Stored items:

============

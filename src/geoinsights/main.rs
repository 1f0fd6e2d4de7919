//! GeoInsights command line.
//!
//! Analyzes a POI spreadsheet, compares two of them, or geocodes addresses,
//! and writes the resulting reports as CSV or XLSX.

mod output;

use std::path::{Path, PathBuf};
use std::time::Duration;

use anyhow::{bail, Context, Result};
use clap::{Args, Parser, Subcommand, ValueEnum};
use serde_json::json;
use tracing::{info, warn};
use tracing_subscriber::{EnvFilter, FmtSubscriber};

use geoinsights::analysis::{analyze, analyze_with_geocoder, AnalysisOptions};
use geoinsights::compare::compare_datasets;
use geoinsights::config::Config;
use geoinsights::error::GeocodeError;
use geoinsights::export;
use geoinsights::geocoding::{
    geocode_rows, geocode_rows_verified, BatchControl, CancelFlag, NominatimClient, ReverseGeocoder,
    ReversePlace,
};
use geoinsights::models::{DatasetSide, GeoPoint, MatchPolicy};
use geoinsights::normalize::ColumnMapping;
use geoinsights::pip::PipService;
use geoinsights::tabular::read_table;

use crate::output::{print_json, progress_bar, write_rows};

#[cfg(not(target_env = "msvc"))]
#[global_allocator]
static GLOBAL: tikv_jemallocator::Jemalloc = tikv_jemallocator::Jemalloc;

#[derive(Parser, Debug)]
#[command(name = "geoinsights")]
#[command(about = "Validate, deduplicate and match point-of-interest spreadsheets")]
struct Cli {
    /// TOML configuration file
    #[arg(short, long, global = true)]
    config: Option<PathBuf>,

    #[command(subcommand)]
    command: Command,
}

#[derive(Subcommand, Debug)]
enum Command {
    /// Classify the points of one dataset
    Analyze(AnalyzeArgs),
    /// Match the points of two datasets
    Compare(CompareArgs),
    /// Derive coordinates from address columns
    Geocode(GeocodeArgs),
}

#[derive(Args, Debug, Clone)]
struct MappingArgs {
    /// Latitude column
    #[arg(long)]
    lat: Option<String>,

    /// Longitude column
    #[arg(long)]
    lon: Option<String>,

    /// Declared state column
    #[arg(long)]
    state: Option<String>,

    /// Declared city column
    #[arg(long)]
    city: Option<String>,

    /// Name column (geocoding query)
    #[arg(long)]
    name: Option<String>,

    /// Address column (geocoding query)
    #[arg(long)]
    address: Option<String>,
}

impl MappingArgs {
    fn mapping(&self) -> ColumnMapping {
        ColumnMapping {
            lat: self.lat.clone(),
            lon: self.lon.clone(),
            state: self.state.clone(),
            city: self.city.clone(),
            name: self.name.clone(),
            address: self.address.clone(),
        }
    }
}

#[derive(Args, Debug)]
struct AnalyzeArgs {
    /// Input file (.csv or .xlsx)
    #[arg(short, long)]
    input: PathBuf,

    #[command(flatten)]
    columns: MappingArgs,

    /// Skip the invalid-coordinate report
    #[arg(long)]
    no_invalid: bool,

    /// Skip exact-overlap detection
    #[arg(long)]
    no_duplicates: bool,

    /// Detect proximity clusters
    #[arg(long)]
    proximity: bool,

    /// Proximity threshold in meters (overrides the config file)
    #[arg(long)]
    proximity_threshold: Option<f64>,

    /// Check declared state/city against the coordinates
    #[arg(long)]
    geographic: bool,

    /// Use state/city boundaries from this OSM PBF instead of Nominatim
    #[arg(long)]
    offline_boundaries: Option<PathBuf>,

    /// Problematic points report
    #[arg(long)]
    problems: Option<PathBuf>,

    /// Full report over every point
    #[arg(long)]
    report: Option<PathBuf>,

    /// Print metrics as JSON
    #[arg(long)]
    summary_json: bool,
}

#[derive(ValueEnum, Debug, Clone, Copy)]
enum PolicyArg {
    Exact,
    Nearest,
    Radius,
}

#[derive(ValueEnum, Debug, Clone, Copy)]
enum BaseArg {
    A,
    B,
}

#[derive(Args, Debug)]
struct CompareArgs {
    /// Dataset A
    #[arg(long)]
    a: PathBuf,

    /// Dataset B
    #[arg(long)]
    b: PathBuf,

    /// Column mapping for A (and for B unless overridden)
    #[command(flatten)]
    columns: MappingArgs,

    /// Latitude column of B
    #[arg(long)]
    lat_b: Option<String>,

    /// Longitude column of B
    #[arg(long)]
    lon_b: Option<String>,

    /// Dataset driving the search
    #[arg(long, value_enum, default_value = "a")]
    base: BaseArg,

    #[arg(long, value_enum, default_value = "exact")]
    policy: PolicyArg,

    /// Neighbour count for `nearest` (default 1), meters for `radius` (default 100)
    #[arg(long)]
    value: Option<f64>,

    /// Comparison report
    #[arg(short, long)]
    output: Option<PathBuf>,

    /// Print aggregates as JSON
    #[arg(long)]
    summary_json: bool,
}

#[derive(Args, Debug)]
struct GeocodeArgs {
    /// Input file (.csv or .xlsx)
    #[arg(short, long)]
    input: PathBuf,

    #[command(flatten)]
    columns: MappingArgs,

    /// Reverse-geocode found coordinates and compare with state/city
    #[arg(long)]
    verify: bool,

    /// Use state/city boundaries from this OSM PBF for verification
    #[arg(long)]
    offline_boundaries: Option<PathBuf>,

    /// Geocoding report
    #[arg(short, long)]
    output: Option<PathBuf>,

    /// Print counts as JSON
    #[arg(long)]
    summary_json: bool,
}

/// Reverse geocoder chosen at startup.
enum Reverse {
    Online(NominatimClient),
    Offline(PipService),
}

impl ReverseGeocoder for Reverse {
    async fn reverse_geocode(&self, location: GeoPoint) -> std::result::Result<ReversePlace, GeocodeError> {
        match self {
            Reverse::Online(client) => client.reverse_geocode(location).await,
            Reverse::Offline(pip) => pip.reverse_geocode(location).await,
        }
    }
}

#[tokio::main]
async fn main() -> Result<()> {
    let filter = EnvFilter::try_from_default_env().unwrap_or_else(|_| EnvFilter::new("info"));
    let subscriber = FmtSubscriber::builder()
        .with_env_filter(filter)
        .with_writer(std::io::stderr)
        .finish();
    tracing::subscriber::set_global_default(subscriber)?;

    let cli = Cli::parse();

    let config = match &cli.config {
        Some(path) => Config::load_from_file(path)
            .with_context(|| format!("Failed to load config file {}", path.display()))?,
        None => Config::default(),
    };

    let cancel = CancelFlag::new();
    {
        let cancel = cancel.clone();
        tokio::spawn(async move {
            if tokio::signal::ctrl_c().await.is_ok() {
                warn!("Interrupt received, stopping after the current row");
                cancel.cancel();
            }
        });
    }

    match cli.command {
        Command::Analyze(args) => run_analyze(args, &config, cancel).await,
        Command::Compare(args) => run_compare(args, cancel),
        Command::Geocode(args) => run_geocode(args, &config, cancel).await,
    }
}

fn reverse_geocoder(config: &Config, offline: Option<&Path>) -> Result<(Reverse, BatchControl)> {
    let offline = offline.or(config.boundaries.pbf_path.as_deref());
    match offline {
        Some(path) => {
            let pip = PipService::from_pbf(path, config.boundaries.levels)
                .with_context(|| format!("Failed to load boundaries from {}", path.display()))?;
            // Local lookups need no pacing
            let control = config.geocoder.batch_control().with_delay(Duration::ZERO);
            Ok((Reverse::Offline(pip), control))
        }
        None => {
            let client = NominatimClient::new(&config.geocoder)
                .context("Failed to create Nominatim client")?;
            Ok((Reverse::Online(client), config.geocoder.batch_control()))
        }
    }
}

async fn run_analyze(args: AnalyzeArgs, config: &Config, cancel: CancelFlag) -> Result<()> {
    let table = read_table(&args.input)
        .with_context(|| format!("Failed to read {}", args.input.display()))?;
    let mapping = args.columns.mapping();

    let options = AnalysisOptions {
        check_invalid: !args.no_invalid,
        check_duplicates: !args.no_duplicates,
        check_proximity: args.proximity,
        check_geographic: args.geographic,
        proximity_threshold_m: args
            .proximity_threshold
            .or(config.analysis.proximity_threshold_m),
    };

    let report = if options.check_geographic {
        let (geocoder, control) = reverse_geocoder(config, args.offline_boundaries.as_deref())?;
        let control = control
            .with_cancel(cancel)
            .with_progress(progress_bar("Checking locations")?);
        analyze_with_geocoder(&table, &mapping, &options, &geocoder, &control).await?
    } else {
        analyze(&table, &mapping, &options)?
    };

    if report.interrupted {
        warn!("Analysis interrupted; exporting the {} rows processed", report.points.len());
    }

    write_rows(&export::problems_report(&report), args.problems.as_deref(), "Problem report")?;
    write_rows(&export::full_report(&report), args.report.as_deref(), "Full report")?;

    if args.summary_json {
        print_json(&json!({
            "metrics": report.metrics,
            "groups": report.groups,
            "interrupted": report.interrupted,
        }))?;
    }
    Ok(())
}

fn match_policy(policy: PolicyArg, value: Option<f64>) -> Result<MatchPolicy> {
    let policy = match policy {
        PolicyArg::Exact => MatchPolicy::ExactCell,
        PolicyArg::Nearest => {
            let n = value.unwrap_or(1.0);
            if n.fract() != 0.0 || n < 1.0 {
                bail!("--value for nearest must be a positive integer, got {}", n);
            }
            MatchPolicy::nearest(n as usize)?
        }
        PolicyArg::Radius => MatchPolicy::radius(value.unwrap_or(100.0))?,
    };
    Ok(policy)
}

fn run_compare(args: CompareArgs, cancel: CancelFlag) -> Result<()> {
    let policy = match_policy(args.policy, args.value)?;

    let a = read_table(&args.a).with_context(|| format!("Failed to read {}", args.a.display()))?;
    let b = read_table(&args.b).with_context(|| format!("Failed to read {}", args.b.display()))?;

    let mapping_a = args.columns.mapping();
    // B only contributes coordinates to the match
    let mut mapping_b = mapping_a.coordinates_only();
    if args.lat_b.is_some() {
        mapping_b.lat = args.lat_b.clone();
    }
    if args.lon_b.is_some() {
        mapping_b.lon = args.lon_b.clone();
    }

    let base = match args.base {
        BaseArg::A => DatasetSide::A,
        BaseArg::B => DatasetSide::B,
    };

    let control = BatchControl::immediate()
        .with_cancel(cancel)
        .with_progress(progress_bar("Matching")?);
    let result = compare_datasets(&a, &mapping_a, &b, &mapping_b, base, policy, &control)?;

    if result.interrupted {
        warn!("Comparison interrupted; exporting partial matches");
    }

    write_rows(&export::comparison_report(&result), args.output.as_deref(), "Comparison report")?;

    if args.summary_json {
        print_json(&json!({
            "base": result.base_side,
            "policy": result.policy,
            "records": result.records.len(),
            "totalBasePoints": result.total_base_points,
            "matchedBasePoints": result.matched_base_points,
            "sameSquareMeterMatches": result.same_square_matches().len(),
            "interrupted": result.interrupted,
        }))?;
    }
    Ok(())
}

async fn run_geocode(args: GeocodeArgs, config: &Config, cancel: CancelFlag) -> Result<()> {
    let table = read_table(&args.input)
        .with_context(|| format!("Failed to read {}", args.input.display()))?;
    let mapping = args.columns.mapping();

    let client = NominatimClient::new(&config.geocoder).context("Failed to create Nominatim client")?;
    let control = config
        .geocoder
        .batch_control()
        .with_cancel(cancel)
        .with_progress(progress_bar("Geocoding")?);

    let report = if args.verify {
        let reverse = match args.offline_boundaries.as_deref().or(config.boundaries.pbf_path.as_deref()) {
            Some(path) => Reverse::Offline(
                PipService::from_pbf(path, config.boundaries.levels)
                    .with_context(|| format!("Failed to load boundaries from {}", path.display()))?,
            ),
            None => Reverse::Online(client.clone()),
        };
        geocode_rows_verified(&table, &mapping, &client, &reverse, &control).await?
    } else {
        geocode_rows(&table, &mapping, &client, &control).await?
    };

    info!(
        "{} of {} rows geocoded{}",
        report.found(),
        report.rows.len(),
        if report.interrupted { " (interrupted)" } else { "" }
    );

    write_rows(&export::geocoding_report(&report), args.output.as_deref(), "Geocoding report")?;

    if args.summary_json {
        print_json(&json!({
            "rows": report.rows.len(),
            "found": report.found(),
            "failed": report.failed(),
            "interrupted": report.interrupted,
        }))?;
    }
    Ok(())
}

============

Restate word for word only the lines above from the line containing "let cancel = CancelFlag::new();" to the line containing "let report = if options.check_geographic", both of them included.

Written answer =
    let cancel = CancelFlag::new();
    {
        let cancel = cancel.clone();
        tokio::spawn(async move {
            if tokio::signal::ctrl_c().await.is_ok() {
                warn!("Interrupt received, stopping after the current row");
                cancel.cancel();
            }
        });
    }

    match cli.command {
        Command::Analyze(args) => run_analyze(args, &config, cancel).await,
        Command::Compare(args) => run_compare(args, cancel),
        Command::Geocode(args) => run_geocode(args, &config, cancel).await,
    }
}

fn reverse_geocoder(config: &Config, offline: Option<&Path>) -> Result<(Reverse, BatchControl)> {
    let offline = offline.or(config.boundaries.pbf_path.as_deref());
    match offline {
        Some(path) => {
            let pip = PipService::from_pbf(path, config.boundaries.levels)
                .with_context(|| format!("Failed to load boundaries from {}", path.display()))?;
            // Local lookups need no pacing
            let control = config.geocoder.batch_control().with_delay(Duration::ZERO);
            Ok((Reverse::Offline(pip), control))
        }
        None => {
            let client = NominatimClient::new(&config.geocoder)
                .context("Failed to create Nominatim client")?;
            Ok((Reverse::Online(client), config.geocoder.batch_control()))
        }
    }
}

async fn run_analyze(args: AnalyzeArgs, config: &Config, cancel: CancelFlag) -> Result<()> {
    let table = read_table(&args.input)
        .with_context(|| format!("Failed to read {}", args.input.display()))?;
    let mapping = args.columns.mapping();

    let options = AnalysisOptions {
        check_invalid: !args.no_invalid,
        check_duplicates: !args.no_duplicates,
        check_proximity: args.proximity,
        check_geographic: args.geographic,
        proximity_threshold_m: args
            .proximity_threshold
            .or(config.analysis.proximity_threshold_m),
    };

    let report = if options.check_geographic {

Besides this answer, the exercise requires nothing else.